Saved entries:
+ + + +
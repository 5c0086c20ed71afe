use chrono::NaiveDate;
use polars::prelude::*;

use crate::errors::NormalizeError;
use crate::formats::schema::{
    CANONICAL_COLUMNS, DROPOFF_TS, PASSENGER_COUNT, PICKUP_TS, TAXI_TYPE, TRIP_DISTANCE,
};
use crate::formats::SourceNormalizer;
use crate::model::{SourceSchema, TaxiType};
use crate::registry::{normalize_trip_frame, TripNormalizer};

fn micros(y: i32, m: u32, d: u32, hh: u32, mm: u32, ss: u32) -> i64 {
    NaiveDate::from_ymd_opt(y, m, d)
        .and_then(|date| date.and_hms_opt(hh, mm, ss))
        .expect("valid fixture timestamp")
        .and_utc()
        .timestamp_micros()
}

fn column_micros(df: &DataFrame, name: &str) -> Vec<Option<i64>> {
    let physical = df
        .column(name)
        .expect("timestamp column present")
        .cast(&DataType::Int64)
        .expect("timestamp casts to physical");
    physical.i64().expect("int64 column").into_iter().collect()
}

fn yellow_raw() -> DataFrame {
    df!(
        "VendorID" => &[1i32, 2],
        "tpep_pickup_datetime" => &["2019-03-04 10:15:00", "2019-03-04 23:59:59"],
        "tpep_dropoff_datetime" => &["2019-03-04 10:45:00", "2019-03-05 00:20:30"],
        "passenger_count" => &[1i64, 3],
        "trip_distance" => &[2.5f64, 7.25],
        "fare_amount" => &[12.0f64, 24.5],
    )
    .expect("yellow fixture")
}

#[test]
fn yellow_normalizer_maps_tpep_columns() {
    let normalized = SourceNormalizer::yellow()
        .normalize(&yellow_raw())
        .expect("yellow frame normalizes");

    assert_eq!(normalized.get_column_names_str(), CANONICAL_COLUMNS);
    assert_eq!(normalized.height(), 2);

    assert_eq!(
        column_micros(&normalized, PICKUP_TS),
        vec![
            Some(micros(2019, 3, 4, 10, 15, 0)),
            Some(micros(2019, 3, 4, 23, 59, 59))
        ]
    );
    assert_eq!(
        column_micros(&normalized, DROPOFF_TS),
        vec![
            Some(micros(2019, 3, 4, 10, 45, 0)),
            Some(micros(2019, 3, 5, 0, 20, 30))
        ]
    );

    let distance = normalized.column(TRIP_DISTANCE).unwrap().f64().unwrap();
    assert_eq!(distance.get(0), Some(2.5));
    assert_eq!(distance.get(1), Some(7.25));

    let passengers = normalized.column(PASSENGER_COUNT).unwrap().u32().unwrap();
    assert_eq!(passengers.get(0), Some(1));
    assert_eq!(passengers.get(1), Some(3));

    let taxi_type = normalized.column(TAXI_TYPE).unwrap().str().unwrap();
    assert!(taxi_type.into_iter().all(|value| value == Some("YELLOW")));
}

#[test]
fn green_normalizer_accepts_capitalized_shared_columns() {
    let raw = df!(
        "lpep_pickup_datetime" => &["2015-06-01 08:00:00"],
        "Lpep_dropoff_datetime" => &["2015-06-01 08:12:00"],
        "Passenger_count" => &[2i64],
        "Trip_distance" => &[1.75f64],
    )
    .unwrap();

    let normalized = SourceNormalizer::green()
        .normalize(&raw)
        .expect("green frame normalizes");

    let taxi_type = normalized.column(TAXI_TYPE).unwrap().str().unwrap();
    assert_eq!(taxi_type.get(0), Some("GREEN"));
    assert_eq!(
        column_micros(&normalized, DROPOFF_TS),
        vec![Some(micros(2015, 6, 1, 8, 12, 0))]
    );
    let passengers = normalized.column(PASSENGER_COUNT).unwrap().u32().unwrap();
    assert_eq!(passengers.get(0), Some(2));
}

#[test]
fn registry_detects_green_frames() {
    let raw = df!(
        "lpep_pickup_datetime" => &["2020-01-01 00:05:00"],
        "lpep_dropoff_datetime" => &["2020-01-01 00:25:00"],
        "passenger_count" => &[1i64],
        "trip_distance" => &[3.0f64],
    )
    .unwrap();

    let normalized = normalize_trip_frame(&raw).expect("registry recognizes green frame");
    let taxi_type = normalized.column(TAXI_TYPE).unwrap().str().unwrap();
    assert_eq!(taxi_type.get(0), Some(TaxiType::Green.as_str()));
}

#[test]
fn registry_reports_attempts_for_unknown_frames() {
    let raw = df!("pickup" => &["2020-01-01 00:05:00"]).unwrap();

    match normalize_trip_frame(&raw) {
        Err(NormalizeError::NoMatchingNormalizer { attempts }) => {
            let names: Vec<&str> = attempts.iter().map(|attempt| attempt.normalizer).collect();
            assert_eq!(names, vec!["YELLOW_TPEP", "GREEN_LPEP"]);
        }
        other => panic!("expected NoMatchingNormalizer, got {other:?}"),
    }
}

#[test]
fn typed_datetime_columns_are_rescaled_to_microseconds() {
    let pickup_ns = micros(2016, 2, 29, 12, 0, 0) * 1_000;
    let dropoff_ns = micros(2016, 2, 29, 12, 30, 0) * 1_000;
    let ns_dtype = DataType::Datetime(TimeUnit::Nanoseconds, None);

    let raw = DataFrame::new(vec![
        Series::new("tpep_pickup_datetime".into(), vec![pickup_ns])
            .cast(&ns_dtype)
            .unwrap()
            .into(),
        Series::new("tpep_dropoff_datetime".into(), vec![dropoff_ns])
            .cast(&ns_dtype)
            .unwrap()
            .into(),
        Series::new("passenger_count".into(), vec![1.0f64]).into(),
        Series::new("trip_distance".into(), vec![4i64]).into(),
    ])
    .unwrap();

    let normalized = SourceNormalizer::yellow().normalize(&raw).unwrap();
    assert_eq!(
        column_micros(&normalized, PICKUP_TS),
        vec![Some(micros(2016, 2, 29, 12, 0, 0))]
    );
    let distance = normalized.column(TRIP_DISTANCE).unwrap().f64().unwrap();
    assert_eq!(distance.get(0), Some(4.0));
    let passengers = normalized.column(PASSENGER_COUNT).unwrap().u32().unwrap();
    assert_eq!(passengers.get(0), Some(1));
}

#[test]
fn unparseable_timestamp_is_fatal() {
    let raw = df!(
        "tpep_pickup_datetime" => &["2019-03-04 10:15:00", "not a time"],
        "tpep_dropoff_datetime" => &["2019-03-04 10:45:00", "2019-03-04 11:00:00"],
        "passenger_count" => &[1i64, 1],
        "trip_distance" => &[1.0f64, 1.0],
    )
    .unwrap();

    match SourceNormalizer::yellow().normalize(&raw) {
        Err(NormalizeError::InvalidField {
            column, row_index, ..
        }) => {
            assert_eq!(column, "tpep_pickup_datetime");
            assert_eq!(row_index, 1);
        }
        other => panic!("expected InvalidField, got {other:?}"),
    }
}

#[test]
fn missing_passenger_counts_stay_null() {
    let raw = df!(
        "tpep_pickup_datetime" => &["2021-03-04 10:15:00", "2021-03-04 11:15:00", "2021-03-04 12:15:00"],
        "tpep_dropoff_datetime" => &["2021-03-04 10:45:00", "2021-03-04 11:45:00", "2021-03-04 12:45:00"],
        "passenger_count" => &[Some(1.0f64), None, Some(2.0)],
        "trip_distance" => &[1.0f64, 1.0, 1.0],
    )
    .unwrap();

    let normalized = SourceNormalizer::yellow().normalize(&raw).unwrap();
    assert_eq!(normalized.height(), 3);
    let passengers = normalized.column(PASSENGER_COUNT).unwrap().u32().unwrap();
    assert_eq!(
        passengers.into_iter().collect::<Vec<_>>(),
        vec![Some(1), None, Some(2)]
    );

    let text = df!(
        "tpep_pickup_datetime" => &["2021-03-04 10:15:00", "2021-03-04 11:15:00"],
        "tpep_dropoff_datetime" => &["2021-03-04 10:45:00", "2021-03-04 11:45:00"],
        "passenger_count" => &["", "3"],
        "trip_distance" => &["1.0", "1.0"],
    )
    .unwrap();
    let normalized = SourceNormalizer::yellow().normalize(&text).unwrap();
    let passengers = normalized.column(PASSENGER_COUNT).unwrap().u32().unwrap();
    assert_eq!(passengers.get(0), None);
    assert_eq!(passengers.get(1), Some(3));
}

#[test]
fn null_timestamp_is_still_fatal() {
    let raw = df!(
        "tpep_pickup_datetime" => &[Some("2019-03-04 10:15:00"), None],
        "tpep_dropoff_datetime" => &["2019-03-04 10:45:00", "2019-03-04 11:45:00"],
        "passenger_count" => &[1i64, 1],
        "trip_distance" => &[1.0f64, 1.0],
    )
    .unwrap();

    let err = SourceNormalizer::yellow().normalize(&raw).unwrap_err();
    assert!(matches!(
        err,
        NormalizeError::NullField { row_index: 1, .. }
    ));
}

#[test]
fn utc_zoned_timestamps_keep_their_wall_clock() {
    let pickup = micros(2019, 6, 1, 8, 30, 0);
    let dropoff = micros(2019, 6, 1, 9, 0, 0);
    let zoned = DataType::Datetime(TimeUnit::Microseconds, Some(TimeZone::UTC));
    let raw = DataFrame::new(vec![
        Series::new("tpep_pickup_datetime".into(), vec![pickup])
            .cast(&zoned)
            .unwrap()
            .into(),
        Series::new("tpep_dropoff_datetime".into(), vec![dropoff])
            .cast(&zoned)
            .unwrap()
            .into(),
        Series::new("passenger_count".into(), vec![1i64]).into(),
        Series::new("trip_distance".into(), vec![3.0f64]).into(),
    ])
    .unwrap();

    let normalized = SourceNormalizer::yellow().normalize(&raw).unwrap();
    assert_eq!(
        normalized.column(PICKUP_TS).unwrap().dtype(),
        &DataType::Datetime(TimeUnit::Microseconds, None)
    );
    assert_eq!(column_micros(&normalized, PICKUP_TS), vec![Some(pickup)]);
    assert_eq!(column_micros(&normalized, DROPOFF_TS), vec![Some(dropoff)]);
}

#[test]
fn fractional_or_negative_passenger_counts_are_rejected() {
    let fractional = df!(
        "tpep_pickup_datetime" => &["2019-03-04 10:15:00"],
        "tpep_dropoff_datetime" => &["2019-03-04 10:45:00"],
        "passenger_count" => &[1.5f64],
        "trip_distance" => &[1.0f64],
    )
    .unwrap();
    assert!(matches!(
        SourceNormalizer::yellow().normalize(&fractional),
        Err(NormalizeError::InvalidField { .. })
    ));

    let negative = df!(
        "tpep_pickup_datetime" => &["2019-03-04 10:15:00"],
        "tpep_dropoff_datetime" => &["2019-03-04 10:45:00"],
        "passenger_count" => &[-1i64],
        "trip_distance" => &[1.0f64],
    )
    .unwrap();
    assert!(matches!(
        SourceNormalizer::yellow().normalize(&negative),
        Err(NormalizeError::InvalidField { .. })
    ));
}

#[test]
fn string_numeric_fields_are_coerced() {
    let raw = df!(
        "tpep_pickup_datetime" => &["2021-07-01T09:00:00"],
        "tpep_dropoff_datetime" => &["2021-07-01T09:10:00.500"],
        "passenger_count" => &["2"],
        "trip_distance" => &[" 3.4 "],
    )
    .unwrap();

    let normalized = SourceNormalizer::yellow().normalize(&raw).unwrap();
    assert_eq!(
        column_micros(&normalized, DROPOFF_TS),
        vec![Some(micros(2021, 7, 1, 9, 10, 0) + 500_000)]
    );
    let distance = normalized.column(TRIP_DISTANCE).unwrap().f64().unwrap();
    assert_eq!(distance.get(0), Some(3.4));
}

#[test]
fn missing_distance_column_is_reported_after_format_match() {
    let raw = df!(
        "tpep_pickup_datetime" => &["2019-03-04 10:15:00"],
        "tpep_dropoff_datetime" => &["2019-03-04 10:45:00"],
        "passenger_count" => &[1i64],
    )
    .unwrap();

    match SourceNormalizer::yellow().normalize(&raw) {
        Err(NormalizeError::MissingColumn { column, .. }) => assert_eq!(column, "trip_distance"),
        other => panic!("expected MissingColumn, got {other:?}"),
    }
}

#[test]
fn duplicates_and_reversed_timestamps_pass_through() {
    let raw = df!(
        "tpep_pickup_datetime" => &["2019-03-04 10:15:00", "2019-03-04 10:15:00"],
        "tpep_dropoff_datetime" => &["2019-03-04 10:00:00", "2019-03-04 10:00:00"],
        "passenger_count" => &[1i64, 1],
        "trip_distance" => &[0.0f64, 0.0],
    )
    .unwrap();

    let normalized = SourceNormalizer::yellow().normalize(&raw).unwrap();
    assert_eq!(normalized.height(), 2);
    assert_eq!(
        column_micros(&normalized, DROPOFF_TS),
        vec![
            Some(micros(2019, 3, 4, 10, 0, 0)),
            Some(micros(2019, 3, 4, 10, 0, 0))
        ]
    );
}

#[test]
fn configured_schema_overrides_column_names() {
    let raw = df!(
        "pu_time" => &["2018-12-31 23:50:00"],
        "do_time" => &["2019-01-01 00:10:00"],
        "pax" => &[4i64],
        "miles" => &[6.0f64],
    )
    .unwrap();

    let schema = SourceSchema {
        pickup_column: "pu_time".to_string(),
        dropoff_column: "do_time".to_string(),
        distance_column: "miles".to_string(),
        passenger_count_column: "pax".to_string(),
    };
    let normalizer = SourceNormalizer::new(TaxiType::Green, schema);

    let normalized = normalizer.normalize(&raw).unwrap();
    assert_eq!(normalizer.taxi_type(), TaxiType::Green);
    let passengers = normalized.column(PASSENGER_COUNT).unwrap().u32().unwrap();
    assert_eq!(passengers.get(0), Some(4));
}

#[test]
fn taxi_type_parses_case_insensitively() {
    assert_eq!(TaxiType::try_from(" yellow "), Ok(TaxiType::Yellow));
    assert_eq!(TaxiType::try_from("GREEN"), Ok(TaxiType::Green));
    assert!(TaxiType::try_from("fhv").is_err());
}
+ + + +
PROBLEM DESCRIPTION. The only acceptable answer is a number: how many lines in the data above hold the word "physical".

RESULT FOR THIS TASK. 3